モーションリブが模型用小型モーター使い固い・柔らかい物をつかんだ感触を伝送する技術を開発

モーションリブが模型用小型モーター使い固い・柔らかい物をつかんだ感触を伝送する技術を開発

モーションリブは10月15日、汎用力触覚ICチップ「AbcCore」により、低価格な模型用小型モーターを使い、硬いモノ・柔らかいモノなどをつかんだ感触など力触覚を伝送をする技術を開発したと発表した。

モーションリブは、機械が力触覚を自在にコントロールするために必要なリアルハプティクス(Real-Haptics)について、機械への実装を可能にするための研究開発から、キーデバイスである汎用力触覚ICチップ「AbcCore」の製造販売まで行う慶應義塾大学発スタートアップ。

リアルハプティクスとは、慶應義塾大学で発明された、アクチュエーターの力加減を自在に制御できる技術。同技術により、力センサーレスで力触覚を伴う「計測可視化・分析」「遠隔操作」「ロボット自動化」「感触の再現・VR」が可能となる。
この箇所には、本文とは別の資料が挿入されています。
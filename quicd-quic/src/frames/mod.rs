//! # Frame Parsing and Types
//!
//! The subset of frames the handshake engine needs: STREAM (stream 0 carries
//! the TLS transcript), PADDING, PING, ACK and CONNECTION_CLOSE. Frame
//! payloads borrow from the packet buffer.

pub mod parse;
pub mod types;

pub use parse::FrameParser;
pub use types::*;
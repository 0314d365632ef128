//! quicd-quic: Draft QUIC Transport Engine
//!
//! A sans-IO protocol engine for the draft-05 wire format, plus the
//! interface the server uses to drive it.
//!
//! # Architecture
//!
//! - **Sans-IO**: the engine never touches sockets or clocks; the caller
//!   feeds datagrams in and pulls datagrams out
//! - **Callbacks per call**: TLS glue and AEAD are supplied through
//!   [`TransportCallbacks`] on every `recv`/`send`
//! - **Zero-copy parsing**: headers and frames borrow from the datagram
//!
//! # Module Organization
//!
//! - `packet`: long/short headers, cleartext checksums, version negotiation
//! - `frames`: STREAM, ACK, PING, PADDING, CONNECTION_CLOSE
//! - `connection`: engine traits and the reference server connection
//! - `version`: the supported protocol version
//! - `error`: engine error type

pub mod connection;
pub mod error;
pub mod frames;
pub mod packet;
pub mod version;

pub use connection::{EngineControl, ProtocolEngine, ServerConnection, TransportCallbacks};
pub use error::{Error, Result};
pub use packet::{Accept, LongHeader, PacketType, MAX_PKTLEN_IPV4, MAX_PKTLEN_IPV6};
pub use version::PROTO_VERSION;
AbcCoreは、力センサーや特殊なモーターなどを必要とせず、市販モーターを使って力加減や力触覚伝送の制御を実現できる点で技術的優位性を備えるという。モーターにかかる負荷力は推定アルゴリズムにより算出するため、力センサーも不要。AbcCoreは、すでに60社以上の企業に先行提供されており、共同研究や実用化が始まっている。
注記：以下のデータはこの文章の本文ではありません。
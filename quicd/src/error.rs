//! Server error types.
//!
//! Every variant is fatal for the connection that raised it; the dispatcher
//! tears the handler down and logs the error. Only the binary converts these
//! into `anyhow` errors.

use thiserror::Error;

pub type Result<T> = std::result::Result<T, Error>;

#[derive(Debug, Error)]
pub enum Error {
    #[error("socket I/O failed: {0}")]
    Io(#[from] std::io::Error),

    #[error("TLS library error: {0}")]
    Tls(#[from] boring::error::ErrorStack),

    #[error("protocol engine error: {0}")]
    Engine(#[from] quicd_quic::Error),

    #[error("TLS handshake failed: {0}")]
    Handshake(String),

    #[error("key derivation failed: {0}")]
    KeyDerivation(&'static str),

    #[error("AEAD operation failed")]
    Crypto,

    #[error("invalid configuration: {0}")]
    Config(String),
}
モーションリブが模型用小型モーター使い固い・柔らかい物をつかんだ感触を伝送する技術を開発

  • 力加減の制御: リアルハプティクスをモジュール化し、リアルタイムな力加減の計測と制御を実現
  • 力触覚を伝送: 力加減をデータ化し、遠隔地に伝送。双方向に力触覚を伝え合うことを実現
  • 力センサーレス: 独自の力推定アルゴリズムにより力センサーの設置が不要(力センサーの使用も可)
  • 高い汎用性: 市販のアクチュエーター・機器を使用して力の制御が可能。既存システムへの組込みも容易

リアルハプティクスによる力触覚を有する遠隔操作は、人間が入れない危険環境の作業代行や、職人による官能検査、あるいは製造・保守業務のリモート化など、産業用途において幅広く活用検証が進んでいる。
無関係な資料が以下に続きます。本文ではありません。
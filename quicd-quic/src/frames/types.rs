//! Frame type definitions and encoders.

#![forbid(unsafe_code)]

use crate::error::{Error, Result};

// ============================================================================
// Frame Type Constants
// ============================================================================

pub const FRAME_PADDING: u8 = 0x00;
pub const FRAME_CONNECTION_CLOSE: u8 = 0x02;
pub const FRAME_PING: u8 = 0x07;

/// ACK frames occupy 0xa0..=0xbf (`101NLLMM`)
pub const FRAME_ACK_MASK: u8 = 0xe0;
pub const FRAME_ACK: u8 = 0xa0;

/// STREAM frames occupy 0xc0..=0xff (`11FSSOOD`)
pub const FRAME_STREAM_MASK: u8 = 0xc0;
pub const FRAME_STREAM: u8 = 0xc0;
pub const STREAM_FIN_BIT: u8 = 0x20;
pub const STREAM_DATA_LEN_BIT: u8 = 0x01;

/// The stream that carries the handshake transcript
pub const HANDSHAKE_STREAM_ID: u32 = 0;

/// Encoded size of a STREAM frame header as written by [`StreamFrame::encode`]
/// (type, 4 byte stream id, 8 byte offset, 2 byte length).
pub const STREAM_FRAME_OVERHEAD: usize = 1 + 4 + 8 + 2;

// ============================================================================
// Frame Types
// ============================================================================

#[derive(Debug, Clone, Copy, PartialEq, Eq)]
pub enum Frame<'a> {
    /// A run of consecutive PADDING bytes
    Padding { len: usize },
    Ping,
    Stream(StreamFrame<'a>),
    Ack(AckFrame),
    ConnectionClose { error_code: u32, reason: &'a [u8] },
}

impl Frame<'_> {
    pub fn name(&self) -> &'static str {
        match self {
            Frame::Padding { .. } => "PADDING",
            Frame::Ping => "PING",
            Frame::Stream(_) => "STREAM",
            Frame::Ack(_) => "ACK",
            Frame::ConnectionClose { .. } => "CONNECTION_CLOSE",
        }
    }
}

#[derive(Debug, Clone, Copy, PartialEq, Eq)]
pub struct StreamFrame<'a> {
    pub stream_id: u32,
    pub offset: u64,
    pub fin: bool,
    pub data: &'a [u8],
}

impl StreamFrame<'_> {
    /// Encode with a 4 byte stream id, 8 byte offset and explicit length.
    pub fn encode(&self, out: &mut [u8]) -> Result<usize> {
        let len = STREAM_FRAME_OVERHEAD + self.data.len();
        if out.len() < len {
            return Err(Error::BufferTooSmall);
        }
        let data_len = u16::try_from(self.data.len()).map_err(|_| Error::BufferTooSmall)?;

        let mut ty = FRAME_STREAM | 0x18 | 0x06 | STREAM_DATA_LEN_BIT;
        if self.fin {
            ty |= STREAM_FIN_BIT;
        }
        out[0] = ty;
        out[1..5].copy_from_slice(&self.stream_id.to_be_bytes());
        out[5..13].copy_from_slice(&self.offset.to_be_bytes());
        out[13..15].copy_from_slice(&data_len.to_be_bytes());
        out[15..len].copy_from_slice(self.data);
        Ok(len)
    }
}

/// Fields of an ACK frame. The engine does not run loss recovery, so only
/// the summary is kept.
#[derive(Debug, Clone, Copy, PartialEq, Eq)]
pub struct AckFrame {
    pub largest_acknowledged: u64,
    pub ack_delay: u16,
    pub first_ack_block: u64,
    pub num_blocks: u8,
    pub num_timestamps: u8,
}

/// Encode a PING frame.
pub fn encode_ping(out: &mut [u8]) -> Result<usize> {
    let slot = out.first_mut().ok_or(Error::BufferTooSmall)?;
    *slot = FRAME_PING;
    Ok(1)
}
ただし、リアルハプティクスを適用した装置の構築は高価格なサーボモーターが必要で、装置製作が高コストになる傾向にあるという。

一方、今回モーションリブが開発した技術では、低価格な模型用小型モーターを活用できるようになり、力触覚を有する装置を低コストに構築することが可能となる。

これにより、目下応用研究開発が大きく進んでいる産業分野にとどまらず、家電・ホビー・エンターテイメントなど幅広い民生分野においても、低価格な普及型製品への適用可能性が広がるとしている。

なお、同技術は模型用小型モーターの力触覚制御をベースとしているため、モーター2台を使った力触覚伝送はもとより、モーター単体を使った力加減の計測・制御についても利用可能。

また同技術は、リアルハプティクス技術協議会の加盟企業との共同研究開発の中で提供を開始する。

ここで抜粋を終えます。